[Dataset entries]
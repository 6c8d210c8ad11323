//! Logging infrastructure for dockerlex
//!
//! Structured logging through `tracing` when the `logging` feature is on.
//! Dockerfiles routinely carry credentials in ARG/ENV values, so document
//! text is summarized rather than logged and property values are redacted.
//!
//! # Log Levels
//!
//! - **DEBUG**: parse start/finish, directives, stage boundaries
//! - **TRACE**: heredoc consumption, declared properties

#![cfg_attr(not(feature = "logging"), allow(dead_code))]

use std::borrow::Cow;
use std::collections::HashSet;

/// Emit a debug event when the `logging` feature is enabled.
macro_rules! debug_event {
    ($($arg:tt)*) => {
        #[cfg(feature = "logging")]
        {
            tracing::debug!($($arg)*);
        }
    };
}

/// Emit a trace event when the `logging` feature is enabled.
macro_rules! trace_event {
    ($($arg:tt)*) => {
        #[cfg(feature = "logging")]
        {
            tracing::trace!($($arg)*);
        }
    };
}

pub(crate) use debug_event;
pub(crate) use trace_event;

/// Configuration for logging behavior
///
/// By default property values whose names look sensitive are redacted and
/// document content is never logged.
#[derive(Debug, Clone)]
pub struct LogConfig {
    /// Whether to redact sensitive values from logs (default: true)
    pub redact_sensitive: bool,

    /// ARG/ENV name patterns whose values are redacted (case-insensitive)
    pub redact_names: HashSet<String>,

    /// Whether to include document text in logs (default: false)
    pub log_document_content: bool,

    /// Maximum length of logged values before truncation (default: 200)
    pub max_value_length: usize,
}

impl Default for LogConfig {
    fn default() -> Self {
        let mut redact_names = HashSet::new();
        for pattern in &[
            "PASSWORD",
            "PASSWD",
            "SECRET",
            "TOKEN",
            "KEY",
            "CREDENTIAL",
            "AUTH",
            "API_KEY",
            "APIKEY",
            "PRIVATE",
            "BEARER",
            "JWT",
            "SESSION",
            "COOKIE",
            "DATABASE_URL",
            "DB_URL",
            "CONNECTION_STRING",
            "AWS_SECRET",
            "AWS_ACCESS",
            "GITHUB_TOKEN",
            "NPM_TOKEN",
            "NPM_AUTH",
            "PIP_INDEX_URL",
            "REGISTRY_PASSWORD",
        ] {
            redact_names.insert(pattern.to_string());
        }
        Self {
            redact_sensitive: true,
            redact_names,
            log_document_content: false,
            max_value_length: 200,
        }
    }
}

impl LogConfig {
    /// Create a new log configuration with defaults
    pub fn new() -> Self {
        Self::default()
    }

    /// Disable sensitive data redaction (use only for debugging)
    pub fn unsafe_disable_redaction(mut self) -> Self {
        self.redact_sensitive = false;
        self
    }

    /// Add a custom name pattern to redact
    pub fn redact_name(mut self, pattern: &str) -> Self {
        self.redact_names.insert(pattern.to_uppercase());
        self
    }

    /// Enable logging of document content
    ///
    /// Dockerfiles may embed credentials in ARG defaults and ENV values.
    pub fn unsafe_log_documents(mut self) -> Self {
        self.log_document_content = true;
        self
    }

    /// Set maximum length for logged values
    pub fn max_value_length(mut self, len: usize) -> Self {
        self.max_value_length = len;
        self
    }

    /// Check if a property name should have its value redacted
    pub fn should_redact_name(&self, name: &str) -> bool {
        if !self.redact_sensitive {
            return false;
        }
        let upper = name.to_uppercase();
        self.redact_names.iter().any(|pattern| upper.contains(pattern))
    }

    /// Render a declared property value for logging.
    pub fn property_value<'a>(&self, name: &str, value: Option<&'a str>) -> Cow<'a, str> {
        match value {
            None => Cow::Borrowed("<unset>"),
            Some(_) if self.should_redact_name(name) => Cow::Borrowed("[REDACTED]"),
            Some(value) => self.redact_value(value),
        }
    }

    /// Redact a value if it appears sensitive
    pub fn redact_value<'a>(&self, value: &'a str) -> Cow<'a, str> {
        if !self.redact_sensitive {
            return self.truncate(value);
        }

        let lower = value.to_lowercase();
        if lower.contains("password")
            || lower.contains("secret")
            || lower.contains("token")
            || lower.contains("bearer ")
            || is_likely_secret(value)
        {
            return Cow::Borrowed("[REDACTED]");
        }

        self.truncate(value)
    }

    /// Truncate value if it exceeds max length
    ///
    /// Handles UTF-8 char boundaries properly to avoid panics on multi-byte chars.
    fn truncate<'a>(&self, value: &'a str) -> Cow<'a, str> {
        if value.len() <= self.max_value_length {
            Cow::Borrowed(value)
        } else {
            let mut end = self.max_value_length;
            while end > 0 && !value.is_char_boundary(end) {
                end -= 1;
            }
            Cow::Owned(format!(
                "{}...[truncated {} bytes]",
                &value[..end],
                value.len() - end
            ))
        }
    }
}

/// Check if a value looks like a secret (API key prefixes, JWTs, high entropy)
fn is_likely_secret(value: &str) -> bool {
    let trimmed = value.trim();

    if trimmed.matches('.').count() == 2 {
        let parts: Vec<&str> = trimmed.split('.').collect();
        if parts.iter().all(|p| p.len() > 10 && is_base64_like(p)) {
            return true;
        }
    }

    let prefixes = [
        "sk-", "pk-", "sk_live_", "sk_test_", "ghp_", "gho_", "ghu_", "ghs_", "ghr_", "glpat-",
        "xoxb-", "xoxp-", "AKIA", "eyJ",
    ];
    for prefix in prefixes {
        if trimmed.starts_with(prefix) && trimmed.len() > prefix.len() + 10 {
            return true;
        }
    }

    trimmed.len() >= 32 && is_high_entropy(trimmed)
}

fn is_base64_like(s: &str) -> bool {
    s.chars().all(|c| {
        c.is_ascii_alphanumeric() || c == '+' || c == '/' || c == '=' || c == '_' || c == '-'
    })
}

/// High ratio of unique chars suggests random data
fn is_high_entropy(s: &str) -> bool {
    if !s
        .chars()
        .all(|c| c.is_ascii_alphanumeric() || c == '_' || c == '-')
    {
        return false;
    }

    let unique: HashSet<char> = s.chars().collect();
    let ratio = unique.len() as f64 / s.len() as f64;
    ratio > 0.5 && unique.len() > 15
}

/// Escape characters that could forge log lines.
pub fn sanitize_for_log(input: &str) -> String {
    input
        .replace('\n', "\\n")
        .replace('\r', "\\r")
        .replace('\t', "\\t")
        .chars()
        .filter(|c| !c.is_control() || *c == ' ')
        .collect()
}

/// Format a document for logging: a size summary unless content logging is on.
pub fn format_document_for_log(text: &str, config: &LogConfig) -> String {
    if !config.log_document_content {
        let lines = text.lines().count();
        let bytes = text.len();
        return format!("[dockerfile: {} lines, {} bytes]", lines, bytes);
    }

    let sanitized = sanitize_for_log(text);
    config.truncate(&sanitized).into_owned()
}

[Task prompt] Take the lines above from the one containing "if value.len() <= self.max_value_length" down to the one containing "forge log lines.", and transcribe them exactly, both ends included.

[Final answer]
        if value.len() <= self.max_value_length {
            Cow::Borrowed(value)
        } else {
            let mut end = self.max_value_length;
            while end > 0 && !value.is_char_boundary(end) {
                end -= 1;
            }
            Cow::Owned(format!(
                "{}...[truncated {} bytes]",
                &value[..end],
                value.len() - end
            ))
        }
    }
}

/// Check if a value looks like a secret (API key prefixes, JWTs, high entropy)
fn is_likely_secret(value: &str) -> bool {
    let trimmed = value.trim();

    if trimmed.matches('.').count() == 2 {
        let parts: Vec<&str> = trimmed.split('.').collect();
        if parts.iter().all(|p| p.len() > 10 && is_base64_like(p)) {
            return true;
        }
    }

    let prefixes = [
        "sk-", "pk-", "sk_live_", "sk_test_", "ghp_", "gho_", "ghu_", "ghs_", "ghr_", "glpat-",
        "xoxb-", "xoxp-", "AKIA", "eyJ",
    ];
    for prefix in prefixes {
        if trimmed.starts_with(prefix) && trimmed.len() > prefix.len() + 10 {
            return true;
        }
    }

    trimmed.len() >= 32 && is_high_entropy(trimmed)
}

fn is_base64_like(s: &str) -> bool {
    s.chars().all(|c| {
        c.is_ascii_alphanumeric() || c == '+' || c == '/' || c == '=' || c == '_' || c == '-'
    })
}

/// High ratio of unique chars suggests random data
fn is_high_entropy(s: &str) -> bool {
    if !s
        .chars()
        .all(|c| c.is_ascii_alphanumeric() || c == '_' || c == '-')
    {
        return false;
    }

    let unique: HashSet<char> = s.chars().collect();
    let ratio = unique.len() as f64 / s.len() as f64;
    ratio > 0.5 && unique.len() > 15
}

/// Escape characters that could forge log lines.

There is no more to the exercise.